A PET rescue service based in Dyserth is at serious risk of closure unless more donations can be pledged to help keep it afloat, its owner has said.

Marjorie Summerfield has run The Pet Rescue Welfare Association for more than 20 years and also launched a pet foodbank at the centre, at Llewerllyd Farm, in 2017.

But a GoFundMe page has been set up by regular customer, Barbara Peers, with donations to be put towards the centre’s running costs.

You can help the page reach its £10,000 target by visiting: www.gofundme.com/f/pet-rescue-needs-our-help.

As well as “really struggling” for funding, Marjorie said the centre has been hit by flooding and a shortage of vets.

She said: “We’re still really struggling at the moment. Things are really bad.

“We’re on the brink of closing the rescue side of the centre, with no donations coming in at all, and the cost of keeping animals rising all the time.

“We’ve got so many people on a waiting list for animals to come in, but we’re at the stage now where we’re having to look at staffing levels.

“We’ve only got four staff, but we’re looking to possibly have to cut their hours, because we just can’t afford the wage bill now.

“As well as the rescue service here, we run a community vets – but we’re down to one vet, and have been trying to recruit another for about three years now.

“We’re down to two-and-a-half days a week for vet services, so we desperately need another vet to be able to provide for the community.

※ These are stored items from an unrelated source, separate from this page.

impl Converter {
    fn convert_statement(&mut self, stmt: sql_ast::Statement) -> Result<Command> {
        match stmt {
            sql_ast::Statement::CreateTable(create) => self.convert_create_table(create),
            sql_ast::Statement::Drop {
                object_type,
                names,
                if_exists,
                ..
            } => {
                if !matches!(object_type, sql_ast::ObjectType::Table) {
                    return Err(StoreError::UnsupportedOperation(format!(
                        "Only DROP TABLE supported, got: {:?}",
                        object_type
                    )));
                }
                if names.len() != 1 {
                    return Err(StoreError::UnsupportedOperation(
                        "Only single table DROP supported".into(),
                    ));
                }
                Ok(Command::DropTable {
                    name: extract_table_name(&names[0])?,
                    if_exists,
                })
            }
            sql_ast::Statement::Insert(insert) => self.convert_insert(insert),
            sql_ast::Statement::Query(query) => Ok(Command::Select(self.convert_query(*query)?)),
            sql_ast::Statement::Delete(delete) => self.convert_delete(delete),
            sql_ast::Statement::Update {
                table,
                assignments,
                selection,
                ..
            } => self.convert_update(table, assignments, selection),
            _ => Err(StoreError::UnsupportedOperation(format!(
                "Statement type not supported: {}",
                stmt
            ))),
        }
    }

    fn convert_create_table(&mut self, create: sql_ast::CreateTable) -> Result<Command> {
        let name = extract_table_name(&create.name)?;
        let columns = create
            .columns
            .into_iter()
            .map(convert_column_def)
            .collect::<Result<Vec<_>>>()?;

        Ok(Command::CreateTable {
            name,
            columns,
            if_not_exists: create.if_not_exists,
        })
    }

    fn convert_insert(&mut self, insert: sql_ast::Insert) -> Result<Command> {
        let table = normalize(&insert.table.to_string());

        let columns = if insert.columns.is_empty() {
            None
        } else {
            Some(
                insert
                    .columns
                    .into_iter()
                    .map(|id| id.value.to_lowercase())
                    .collect(),
            )
        };

        let Some(source) = insert.source else {
            return Err(StoreError::UnsupportedOperation(
                "INSERT requires a VALUES clause".into(),
            ));
        };
        let sql_ast::SetExpr::Values(values) = *source.body else {
            return Err(StoreError::UnsupportedOperation(
                "Only VALUES clause supported".into(),
            ));
        };

        let rows = values
            .rows
            .into_iter()
            .map(|row| {
                row.into_iter()
                    .map(|expr| self.convert_operand(expr))
                    .collect::<Result<Vec<_>>>()
            })
            .collect::<Result<Vec<_>>>()?;

        let on_conflict = match insert.on {
            None => OnConflict::Fail,
            Some(sql_ast::OnInsert::OnConflict(conflict)) => match conflict.action {
                sql_ast::OnConflictAction::DoNothing => OnConflict::Ignore,
                sql_ast::OnConflictAction::DoUpdate(_) => OnConflict::Replace,
            },
            Some(_) => OnConflict::Replace,
        };

        Ok(Command::Insert {
            table,
            columns,
            rows,
            on_conflict,
        })
    }

    fn convert_update(
        &mut self,
        table: sql_ast::TableWithJoins,
        assignments: Vec<sql_ast::Assignment>,
        selection: Option<sql_ast::Expr>,
    ) -> Result<Command> {
        let table = match table.relation {
            sql_ast::TableFactor::Table { name, .. } => extract_table_name(&name)?,
            _ => {
                return Err(StoreError::UnsupportedOperation(
                    "Complex table references not supported in UPDATE".into(),
                ));
            }
        };

        let assignments = assignments
            .into_iter()
            .map(|assign| {
                let column = match assign.target {
                    sql_ast::AssignmentTarget::ColumnName(col_name) if col_name.0.len() == 1 => {
                        normalize(&col_name.0[0].to_string())
                    }
                    _ => {
                        return Err(StoreError::UnsupportedOperation(
                            "Only simple column names supported in UPDATE".into(),
                        ));
                    }
                };
                Ok((column, self.convert_operand(assign.value)?))
            })
            .collect::<Result<Vec<_>>>()?;

        let filter = self.convert_filter(selection)?;

        Ok(Command::Update {
            table,
            assignments,
            filter,
        })
    }

    fn convert_delete(&mut self, delete: sql_ast::Delete) -> Result<Command> {
        let tables = match delete.from {
            sql_ast::FromTable::WithFromKeyword(tables) => tables,
            sql_ast::FromTable::WithoutKeyword(tables) => tables,
        };
        let Some(first) = tables.first() else {
            return Err(StoreError::ParseError("DELETE requires a table".into()));
        };
        let table = match &first.relation {
            sql_ast::TableFactor::Table { name, .. } => extract_table_name(name)?,
            _ => {
                return Err(StoreError::UnsupportedOperation(
                    "Complex table references not supported in DELETE".into(),
                ));
            }
        };

        let filter = self.convert_filter(delete.selection)?;
        Ok(Command::Delete { table, filter })
    }

    fn convert_query(&mut self, query: sql_ast::Query) -> Result<Select> {
        let sql_ast::SetExpr::Select(select) = *query.body else {
            return Err(StoreError::UnsupportedOperation(
                "Only SELECT queries supported".into(),
            ));
        };
        let select = *select;

        if select.from.len() != 1 || !select.from[0].joins.is_empty() {
            return Err(StoreError::UnsupportedOperation(
                "SELECT must read exactly one table".into(),
            ));
        }
        let table = match &select.from[0].relation {
            sql_ast::TableFactor::Table { name, .. } => extract_table_name(name)?,
            _ => {
                return Err(StoreError::UnsupportedOperation(
                    "Complex table references not supported".into(),
                ));
            }
        };

        let projection = convert_projection(select.projection)?;
        let filter = self.convert_filter(select.selection)?;

        let mut order_by = Vec::new();
        if let Some(order) = query.order_by {
            match order.kind {
                sql_ast::OrderByKind::Expressions(exprs) => {
                    for expr in exprs {
                        let column = identifier(&expr.expr)?;
                        let descending = expr.options.asc.map(|asc| !asc).unwrap_or(false);
                        order_by.push((column, descending));
                    }
                }
                sql_ast::OrderByKind::All(_) => {
                    return Err(StoreError::UnsupportedOperation(
                        "ORDER BY ALL not supported".into(),
                    ));
                }
            }
        }

        let (limit, offset) = match query.limit_clause {
            None => (None, None),
            Some(sql_ast::LimitClause::LimitOffset { limit, offset, .. }) => (
                limit.as_ref().map(number).transpose()?,
                offset.as_ref().map(|o| number(&o.value)).transpose()?,
            ),
            Some(sql_ast::LimitClause::OffsetCommaLimit { offset, limit }) => {
                (Some(number(&limit)?), Some(number(&offset)?))
            }
        };

        Ok(Select {
            table,
            projection,
            filter,
            order_by,
            limit,
            offset,
        })
    }

    fn convert_filter(&mut self, selection: Option<sql_ast::Expr>) -> Result<Vec<Predicate>> {
        let mut predicates = Vec::new();
        if let Some(expr) = selection {
            self.collect_predicates(expr, &mut predicates)?;
        }
        Ok(predicates)
    }

    fn collect_predicates(&mut self, expr: sql_ast::Expr, out: &mut Vec<Predicate>) -> Result<()> {
        match expr {
            sql_ast::Expr::Nested(inner) => self.collect_predicates(*inner, out),
            sql_ast::Expr::BinaryOp {
                left,
                op: sql_ast::BinaryOperator::And,
                right,
            } => {
                self.collect_predicates(*left, out)?;
                self.collect_predicates(*right, out)
            }
            sql_ast::Expr::BinaryOp { left, op, right } => {
                let op = match op {
                    sql_ast::BinaryOperator::Eq => CompareOp::Eq,
                    sql_ast::BinaryOperator::NotEq => CompareOp::NotEq,
                    sql_ast::BinaryOperator::Lt => CompareOp::Lt,
                    sql_ast::BinaryOperator::LtEq => CompareOp::LtEq,
                    sql_ast::BinaryOperator::Gt => CompareOp::Gt,
                    sql_ast::BinaryOperator::GtEq => CompareOp::GtEq,
                    other => {
                        return Err(StoreError::UnsupportedOperation(format!(
                            "Unsupported operator in WHERE: {}",
                            other
                        )));
                    }
                };
                let column = identifier(&left)?;
                let operand = self.convert_operand(*right)?;
                out.push(Predicate {
                    column,
                    op,
                    operand,
                });
                Ok(())
            }
            other => Err(StoreError::UnsupportedOperation(format!(
                "Unsupported WHERE expression: {}",
                other
            ))),
        }
    }

    fn convert_operand(&mut self, expr: sql_ast::Expr) -> Result<Operand> {
        match expr {
            sql_ast::Expr::Value(value) => match value.value {
                sql_ast::Value::Placeholder(text) => self.parameter(&text),
                other => Ok(Operand::Literal(literal(&other)?)),
            },
            sql_ast::Expr::UnaryOp {
                op: sql_ast::UnaryOperator::Minus,
                expr,
            } => match self.convert_operand(*expr)? {
                Operand::Literal(Value::Integer(i)) => Ok(Operand::Literal(Value::Integer(-i))),
                Operand::Literal(Value::Float(f)) => Ok(Operand::Literal(Value::Float(-f))),
                _ => Err(StoreError::UnsupportedOperation(
                    "Unary minus applies to numeric literals only".into(),
                )),
            },
            sql_ast::Expr::Nested(inner) => self.convert_operand(*inner),
            other => Err(StoreError::UnsupportedOperation(format!(
                "Unsupported value expression: {}",
                other
            ))),
        }
    }

    fn parameter(&mut self, text: &str) -> Result<Operand> {
        if let Some(position) = text.strip_prefix('$') {
            let position: usize = position
                .parse()
                .map_err(|_| StoreError::ParseError(format!("Invalid placeholder: {}", text)))?;
            if position == 0 {
                return Err(StoreError::ParseError("Placeholders start at $1".into()));
            }
            return Ok(Operand::Parameter(position - 1));
        }

        let index = self.next_parameter;
        self.next_parameter += 1;
        Ok(Operand::Parameter(index))
    }
}
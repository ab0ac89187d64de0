use crate::core::{Result, Value};
use crate::executor::{Executor, ScalarFuture};
use std::collections::HashMap;
use std::sync::Arc;
use tracing::warn;

/// Iterator over a live cursor that must be closed when done
pub trait CloseableIterator<E>: Iterator<Item = Result<E>> + Send {
    fn close(&mut self) -> Result<()>;
}

pub type CloseHandler = Box<dyn FnOnce() -> Result<()> + Send>;

/// Sequential stream over a closeable source
///
/// Closing closes the source first, then runs the `on_close` handlers in
/// registration order. Every step runs even if an earlier one fails; the
/// first failure is returned. Closing twice does nothing; dropping an open
/// stream closes it.
pub struct ResultStream<E> {
    source: Box<dyn CloseableIterator<E>>,
    handlers: Vec<CloseHandler>,
    closed: bool,
}

impl<E> ResultStream<E> {
    pub fn new(source: Box<dyn CloseableIterator<E>>) -> Self {
        Self {
            source,
            handlers: Vec::new(),
            closed: false,
        }
    }

    pub fn on_close<F>(mut self, handler: F) -> Self
    where
        F: FnOnce() -> Result<()> + Send + 'static,
    {
        self.handlers.push(Box::new(handler));
        self
    }

    pub fn is_closed(&self) -> bool {
        self.closed
    }

    pub fn close(&mut self) -> Result<()> {
        if self.closed {
            return Ok(());
        }
        self.closed = true;

        let mut outcome = self.source.close();
        for handler in self.handlers.drain(..) {
            let result = handler();
            if outcome.is_ok() {
                outcome = result;
            }
        }
        outcome
    }
}

impl<E> Iterator for ResultStream<E> {
    type Item = Result<E>;

    fn next(&mut self) -> Option<Self::Item> {
        if self.closed {
            return None;
        }
        self.source.next()
    }
}

impl<E> CloseableIterator<E> for ResultStream<E> {
    fn close(&mut self) -> Result<()> {
        ResultStream::close(self)
    }
}

impl<E> Drop for ResultStream<E> {
    fn drop(&mut self) {
        if !self.closed
            && let Err(err) = self.close()
        {
            warn!("Failed to close dropped result stream: {}", err);
        }
    }
}

/// Materialized rows presented as a closeable iterator
pub struct BufferedIterator<E> {
    items: std::vec::IntoIter<E>,
}

impl<E> BufferedIterator<E> {
    pub fn new(items: Vec<E>) -> Self {
        Self {
            items: items.into_iter(),
        }
    }
}

impl<E: Send> Iterator for BufferedIterator<E> {
    type Item = Result<E>;

    fn next(&mut self) -> Option<Self::Item> {
        self.items.next().map(Ok)
    }
}

impl<E: Send> CloseableIterator<E> for BufferedIterator<E> {
    fn close(&mut self) -> Result<()> {
        self.items = Vec::new().into_iter();
        Ok(())
    }
}

/// Result of a query, materialized on demand
///
/// Eager operations read the whole result and release the cursor before
/// returning. `iter`, `iter_range` and `stream` hand out a live cursor that
/// the caller must close.
pub trait QueryResult<E>: Send + Sync {
    fn first(&self) -> Result<E>;

    fn first_or(&self, default: E) -> Result<E>;

    fn first_or_else(&self, supplier: &mut dyn FnMut() -> E) -> Result<E>;

    fn first_or_none(&self) -> Result<Option<E>>;

    fn collect(&self, into: &mut Vec<E>) -> Result<()>;

    fn to_list(&self) -> Result<Vec<E>>;

    fn to_map(&self, key: &dyn Fn(&E) -> Value) -> Result<HashMap<Value, E>>;

    fn to_map_into(&self, key: &dyn Fn(&E) -> Value, map: &mut HashMap<Value, E>) -> Result<()>;

    fn each(&self, action: &mut dyn FnMut(E)) -> Result<()>;

    fn iter(&self) -> Result<Box<dyn CloseableIterator<E>>>;

    fn iter_range(&self, skip: usize, take: usize) -> Result<Box<dyn CloseableIterator<E>>>;

    fn stream(&self) -> Result<ResultStream<E>>;

    fn close(&self) -> Result<()>;
}

/// Single computed value of a query
pub trait Scalar<E>: Send + Sync {
    fn call(&self) -> Result<E>;

    fn value(&self) -> Result<E>;

    fn consume(&self, action: &mut dyn FnMut(E)) -> Result<()>;

    fn to_future(&self) -> ScalarFuture<E>;

    fn to_future_on(&self, executor: Arc<dyn Executor>) -> ScalarFuture<E>;

    fn to_supplier(&self) -> Box<dyn Fn() -> Result<E> + Send + Sync>;
}

#[cfg(test)]
mod tests {
    use super::*;
    use crate::core::StoreError;
    use std::sync::Mutex;

    struct Recorded {
        inner: BufferedIterator<i64>,
        log: Arc<Mutex<Vec<&'static str>>>,
        fail: bool,
    }

    impl Iterator for Recorded {
        type Item = Result<i64>;

        fn next(&mut self) -> Option<Self::Item> {
            self.inner.next()
        }
    }

    impl CloseableIterator<i64> for Recorded {
        fn close(&mut self) -> Result<()> {
            self.log.lock().unwrap().push("source");
            if self.fail {
                Err(StoreError::ExecutionError("source close".into()))
            } else {
                Ok(())
            }
        }
    }

    fn stream(log: &Arc<Mutex<Vec<&'static str>>>, fail: bool) -> ResultStream<i64> {
        let recorded = Recorded {
            inner: BufferedIterator::new(vec![1, 2, 3]),
            log: Arc::clone(log),
            fail,
        };
        let handler_log = Arc::clone(log);
        ResultStream::new(Box::new(recorded)).on_close(move || {
            handler_log.lock().unwrap().push("handler");
            Ok(())
        })
    }

    #[test]
    fn test_close_order_and_idempotence() {
        let log = Arc::new(Mutex::new(Vec::new()));
        let mut stream = stream(&log, false);

        assert_eq!(stream.next().unwrap().unwrap(), 1);
        stream.close().unwrap();
        stream.close().unwrap();

        assert!(stream.next().is_none());
        assert_eq!(*log.lock().unwrap(), vec!["source", "handler"]);
    }

    #[test]
    fn test_handlers_run_after_source_failure() {
        let log = Arc::new(Mutex::new(Vec::new()));
        let mut stream = stream(&log, true);

        assert!(matches!(stream.close(), Err(StoreError::ExecutionError(_))));
        assert_eq!(*log.lock().unwrap(), vec!["source", "handler"]);
    }

    #[test]
    fn test_drop_closes() {
        let log = Arc::new(Mutex::new(Vec::new()));
        {
            let stream = stream(&log, false);
            let values: Vec<i64> = stream.map(|item| item.unwrap()).collect();
            assert_eq!(values, vec![1, 2, 3]);
        }
        assert_eq!(*log.lock().unwrap(), vec!["source", "handler"]);
    }
}
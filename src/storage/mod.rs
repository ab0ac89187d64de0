pub mod driver;
pub mod memory;
pub mod sql;
pub mod table;

pub use driver::{
    DataSourceStats, MemoryArray, MemoryConnection, MemoryDataSource, MemoryResultSet,
    MemoryStatement,
};
pub use memory::{Change, MemoryDatabase, RowSet};
pub use table::Table;
pub mod error;
pub mod types;
pub mod value;

pub use error::{Result, StoreError};
pub use types::{Column, DataType, IsolationLevel, Row};
pub use value::Value;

“We’ve got a surgical unit that we can’t use because we need a surgical vet.”

Last year, Marjorie was forced to close the foodbank temporarily after it ran out of supplies due to dwindling donations and increased demand.

The effects of the floods, meanwhile, caused the centre’s water bills to more than double.

She added: “We’re trying to do things as economically as we can. We’ve reopened the foodbank in the last few days, because people have very kindly brought pet food in again.

“But funding-wise, we’re really, really struggling. We have no donations coming in at all.

“In the summer, we run a campsite, which has really supported us though this last winter. Without it, we would have gone under.

“We’ve had to contend with the floods in Dyserth as well – we’ve just had a water bill for £1,300, which is £800 more than normal. We’re really up against it.

“Things like that have come along and hit us when we least needed them to, to be honest.”

Barbara, on the GoFundMe page she created, urged people to support a “fantastic animal charity”.

She added: “They have been affected by so many things in the last few months.

“They rescue so many animals, and have a community vet that supports people on low incomes with treatments.

“If this closes, it would affect so many people - they have been in operation for more than 20 years, and it would be so very sad to see this go.”